The idea is to turn the tables and make your ex think that you don’t want them. You’re done. You’re moving on. Your ex is left wanting you more that you want your ex.
This will accomplish many things at once. Your ex will:
- Wonder how you moved on so easily. Your ex hasn’t been able to yet!
- Not understand what has changed; why don’t you want them?
- Want to go after you. This is purely instinctive!
- Wonder if you’re with someone else. Who it it? Are you happy?
- Get really jealous. They won’t say so, but your ex will be upset that the situation has been flipped.
This is going to be VERY hard for you to do. Why would you ever do this? Of course the best way to get your ex back is to plead, beg, and generally show how much you still care, right? WRONG! This is the biggest mistake you can make!
Look at the big picture, not just the immediate future.
That means that the hardest part about using this trick has nothing to do with your situation, your ex, or your previous attempts. Your own mind will be your biggest obstacle. You will need to actually make yourself believe that you are doing fine, done with your ex, moving on, finished, feeling good, etc. So while the steps are simple to remember, in practice you’ll have to make some effort.
Ready to do it? Ok:
STEP ONE: Write a letter or email to your ex. It’s important that it’s in writting; it’s less personal that way and seems less needy. In the letter, say that you are finally moving on (and all the things mentioned above). Your life is great! You need to sound happy in the letter (just don’t overdo it).
STEP TWO: Keep the letter short, fewer than 100 words. End it with a cliffhanger. If you don’t already know, a cliffhanger is a method used in TV shows, books, and movies where the story is left unresolved until a future installment. This is used to keep the reader/viewer interested, invested, and waiting for the next show. It leaves people feeling antsy and frustrated. And that’s the emotion you are going for. Here’s a great example (you can change it to fit your situation):
“I am actually pretty excited to finally be going out with someone new this weekend. Well… I guess you don’t want to hear it.
Call me if you want.”
This is a believable story that will make your ex want to know more; a great cliffhanger. It’s open-ended. Who are you going out with? Are you dating? Is it just a friend? Is it serious? Your ex’s mind will do exactly what you want it to: jump to conclusions and think you’re dating again.
The last sentence is equally as important. You need to let your ex know what they have to do, and make them be the one to do it. If you don’t include this part, you won’t be getting a call, and you’ll just be flustering your ex for no good reason. This sentence must be thought out carefully to tell them what to do, but not sound desperate in doing so.

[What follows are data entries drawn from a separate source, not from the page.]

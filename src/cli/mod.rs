//! Command-line interface.

pub mod completions;
pub mod context;
pub mod output;
pub mod url;

use std::path::PathBuf;

use clap::{Args, Parser, Subcommand};

/// stagekey - database URL and deploy context bootstrap.
#[derive(Parser)]
#[command(
    name = "stagekey",
    about = "Resolve database connection strings and stage-scoped deploy context",
    version
)]
pub struct Cli {
    /// Enable debug logging
    #[arg(short, long, global = true)]
    pub verbose: bool,

    #[command(subcommand)]
    pub command: Command,
}

/// Top-level commands.
#[derive(Subcommand)]
pub enum Command {
    /// Print the database connection string
    Url(UrlArgs),

    /// Read values from the deployment-stage context
    Context {
        #[command(flatten)]
        source: ContextSource,

        #[command(subcommand)]
        action: ContextAction,
    },

    /// Generate shell completions
    Completions {
        /// Shell to generate completions for
        #[arg(value_enum)]
        shell: clap_complete::Shell,
    },
}

/// Inputs for `stagekey url`.
///
/// Flags override the environment variables named in their help; anything
/// not passed is read from the environment with the library's rules.
#[derive(Args, Debug, Clone, Default)]
pub struct UrlArgs {
    /// Execution mode; "development" uses the local connection string [env: NODE_ENV]
    #[arg(long)]
    pub mode: Option<String>,

    /// Connection string used in development mode [env: DATABASE_URL]
    #[arg(long)]
    pub local_url: Option<String>,

    /// Secret store identifier used in deployed mode [env: DB_SECRET_ARN]
    #[arg(long)]
    pub secret_id: Option<String>,

    /// Secret store region [env: AWS_REGION]
    #[arg(long)]
    pub region: Option<String>,

    /// Fetch timeout in seconds [env: STAGEKEY_FETCH_TIMEOUT]
    #[arg(long)]
    pub timeout: Option<u64>,

    /// Mask the password in the printed connection string
    #[arg(long)]
    pub redact: bool,
}

/// Where the deployment context comes from.
#[derive(Args, Debug, Clone)]
pub struct ContextSource {
    /// Context file (JSON or TOML); defaults to ./cdk.json when present
    #[arg(long, global = true, value_name = "PATH")]
    pub context_file: Option<PathBuf>,

    /// Override a context value (repeatable)
    #[arg(short = 'c', long = "context", global = true, value_name = "KEY=VALUE")]
    pub overrides: Vec<String>,
}

/// Context subcommands.
#[derive(Subcommand)]
pub enum ContextAction {
    /// Print a value for the active stage
    Get {
        /// Context key
        key: String,
        /// Read a top-level key instead of a stage-scoped one
        #[arg(long)]
        global: bool,
    },

    /// Print the active stage
    Stage,

    /// Print the deploy target for the active stage
    Target {
        /// Output as JSON
        #[arg(long)]
        json: bool,
    },
}

/// Execute a command.
pub fn execute(command: Command) -> crate::error::Result<()> {
    use Command::*;

    match command {
        Url(args) => url::execute(args),
        Context { source, action } => match action {
            ContextAction::Get { key, global } => context::get(&source, &key, global),
            ContextAction::Stage => context::stage(&source),
            ContextAction::Target { json } => context::target(&source, json),
        },
        Completions { shell } => completions::execute(shell),
    }
}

STEP THREE: Nope! That’s all you need to get started.
It’s really just about that simple! Just be careful not to go overboard.
There’s a slight chance they might not call you. In this case, you’ll need a little more bait. Send them an text message that says something like “See you tomorrow!”. This was an “accident”. Be sure to play it up as a mistake when they do contact you (again, just don’t overdo it).
At all times, make sure that you maintain the power called “no contact.” This means you don’t send them anything after your letter. This leaves your ex free to imagine alone what you might be doing and who you might be seeing. This will drive your ex crazy!
DON’T STOP HERE!
That’s a great start, but there is more to be done once you’ve asserted this dominance and set your ex on the chase! You will need to keep this uneven balance going, keeping yourself as the chased and the tables still turned. You can’t stop until you are begged to get back together.
To learn the rest, you will find specific instructions in The Ex Recovery System. You’ll learn about that on the next page.
Click Here To Get All of The Psychological Tactics That Will Make Your Ex Beg To Have You Back
(I must reiterate: only use this trick very cautiously and have a plan ready for how to proceed once your ex does call you–you don’t want to lose them again! Click the link above to learn more.)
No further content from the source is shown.